Next, as the sixth step, for example, as shown in Figure 6-9, the entire first etching resist ER1, and as thin as the second region ER1 min of ₂ thickness of the second shape , the first etching resist ER1, from the second shape shown in Figure 6-7, to third shape having only the first region ER1 _1. In order to change the first etching resist ER1 from the second shape to the third shape, for example, O ₂ ashing may be performed.
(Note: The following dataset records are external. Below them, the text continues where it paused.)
//! Keyframe detection and frame-size extraction
//!
//! Only the frame header is looked at; the bitstream is never decoded.

use crate::config::VideoCodec;

/// Offset of the 4-byte size field inside a VP8 keyframe
/// (3-byte frame tag followed by the 3-byte start code).
const VP8_SIZE_OFFSET: usize = 6;

/// Mask of the 14-bit width/height values (upper 2 bits are scaling)
const VP8_DIMENSION_MASK: u32 = 0x3FFF;

/// Pixel dimensions carried by a keyframe
#[derive(Debug, Clone, Copy, PartialEq, Eq)]
pub struct FrameDimensions {
    pub width: u16,
    pub height: u16,
}

/// Result of inspecting one sample
#[derive(Debug, Clone, Copy, PartialEq, Eq)]
pub struct FrameInfo {
    pub is_keyframe: bool,
    /// Present for keyframes only
    pub dimensions: Option<FrameDimensions>,
}

impl FrameInfo {
    const DELTA: FrameInfo = FrameInfo {
        is_keyframe: false,
        dimensions: None,
    };
}

/// Inspect a reassembled sample.
///
/// Payloads too short to carry a size field are reported as delta frames.
pub fn inspect(codec: VideoCodec, payload: &[u8]) -> FrameInfo {
    match codec {
        VideoCodec::VP8 => inspect_vp8(payload),
    }
}

fn inspect_vp8(payload: &[u8]) -> FrameInfo {
    let Some(&tag) = payload.first() else {
        return FrameInfo::DELTA;
    };

    // P bit of the frame tag: 0 = key frame
    if tag & 0x01 != 0 {
        return FrameInfo::DELTA;
    }

    let Some(field) = payload.get(VP8_SIZE_OFFSET..VP8_SIZE_OFFSET + 4) else {
        return FrameInfo::DELTA;
    };

    let raw = u32::from_le_bytes([field[0], field[1], field[2], field[3]]);
    FrameInfo {
        is_keyframe: true,
        dimensions: Some(decode_dimensions(raw)),
    }
}

/// Split the little-endian size word into width (high half) and height (low half)
pub fn decode_dimensions(raw: u32) -> FrameDimensions {
    FrameDimensions {
        width: ((raw >> 16) & VP8_DIMENSION_MASK) as u16,
        height: (raw & VP8_DIMENSION_MASK) as u16,
    }
}

#[cfg(test)]
mod tests {
    use super::*;

    fn keyframe_with_size(size: [u8; 4]) -> Vec<u8> {
        let mut data = vec![0x10, 0x02, 0x00, 0x9d, 0x01, 0x2a];
        data.extend_from_slice(&size);
        data.extend_from_slice(&[0xAA; 8]);
        data
    }

    #[test]
    fn test_decode_dimensions_matches_bit_layout() {
        let fields: [[u8; 4]; 5] = [
            [0x00, 0x00, 0x01, 0x00],
            [0x80, 0x02, 0xe0, 0x01],
            [0xff, 0xff, 0xff, 0xff],
            [0x38, 0x04, 0x80, 0x07],
            [0x01, 0xc0, 0x02, 0x40],
        ];
        for b in fields {
            let raw = b[0] as u32 | (b[1] as u32) << 8 | (b[2] as u32) << 16 | (b[3] as u32) << 24;
            let dims = decode_dimensions(raw);
            assert_eq!(dims.width as u32, (raw >> 16) & 0x3FFF);
            assert_eq!(dims.height as u32, raw & 0x3FFF);
        }
    }

    #[test]
    fn test_keyframe_dimensions() {
        // 1920 = 0x0780, 1080 = 0x0438
        let info = inspect(VideoCodec::VP8, &keyframe_with_size([0x38, 0x04, 0x80, 0x07]));
        assert!(info.is_keyframe);
        assert_eq!(info.dimensions, Some(FrameDimensions { width: 1920, height: 1080 }));
    }

    #[test]
    fn test_scaling_bits_are_masked() {
        let info = inspect(VideoCodec::VP8, &keyframe_with_size([0x80, 0xc2, 0xe0, 0x41]));
        assert_eq!(info.dimensions, Some(FrameDimensions { width: 480, height: 640 }));
    }

    #[test]
    fn test_width_one_height_zero() {
        let info = inspect(VideoCodec::VP8, &keyframe_with_size([0x00, 0x00, 0x01, 0x00]));
        assert_eq!(info.dimensions, Some(FrameDimensions { width: 1, height: 0 }));
    }

    #[test]
    fn test_interframe_has_no_dimensions() {
        let mut data = keyframe_with_size([0x38, 0x04, 0x80, 0x07]);
        data[0] |= 0x01;
        assert_eq!(inspect(VideoCodec::VP8, &data), FrameInfo::DELTA);
    }

    #[test]
    fn test_short_payloads_never_panic() {
        for len in 0..10 {
            let data = vec![0u8; len];
            assert!(!inspect(VideoCodec::VP8, &data).is_keyframe, "len {}", len);
        }
        assert!(inspect(VideoCodec::VP8, &[0u8; 10]).is_keyframe);
    }
}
  Next, as a seventh step, for example, as shown in FIG. 6-10, the third conductive film 406 and the second semiconductor film 405 are formed using the first etching resist ER1 having the third shape as a mask. Etching is performed in order. By the seventh step, the drain electrode SD1 and the source electrode SD2 made of the third conductive film 406 and the drain region SC1 and the source region SC2 of the semiconductor layer SC made of the second semiconductor film 405 are formed in the regions AR1 and AR2. Is formed. In the seventh step, the first conductive film 401g is interposed between the second conductive film 402 and the insulating substrate SUB, and the first insulating film 403g and the first semiconductor film 404g are formed. A common wiring in which the first conductive film 401c is interposed between the stacked scanning signal line GL and the insulating substrate SUB, and the first insulating film 403c and the first semiconductor film 404c are stacked. CL is also formed.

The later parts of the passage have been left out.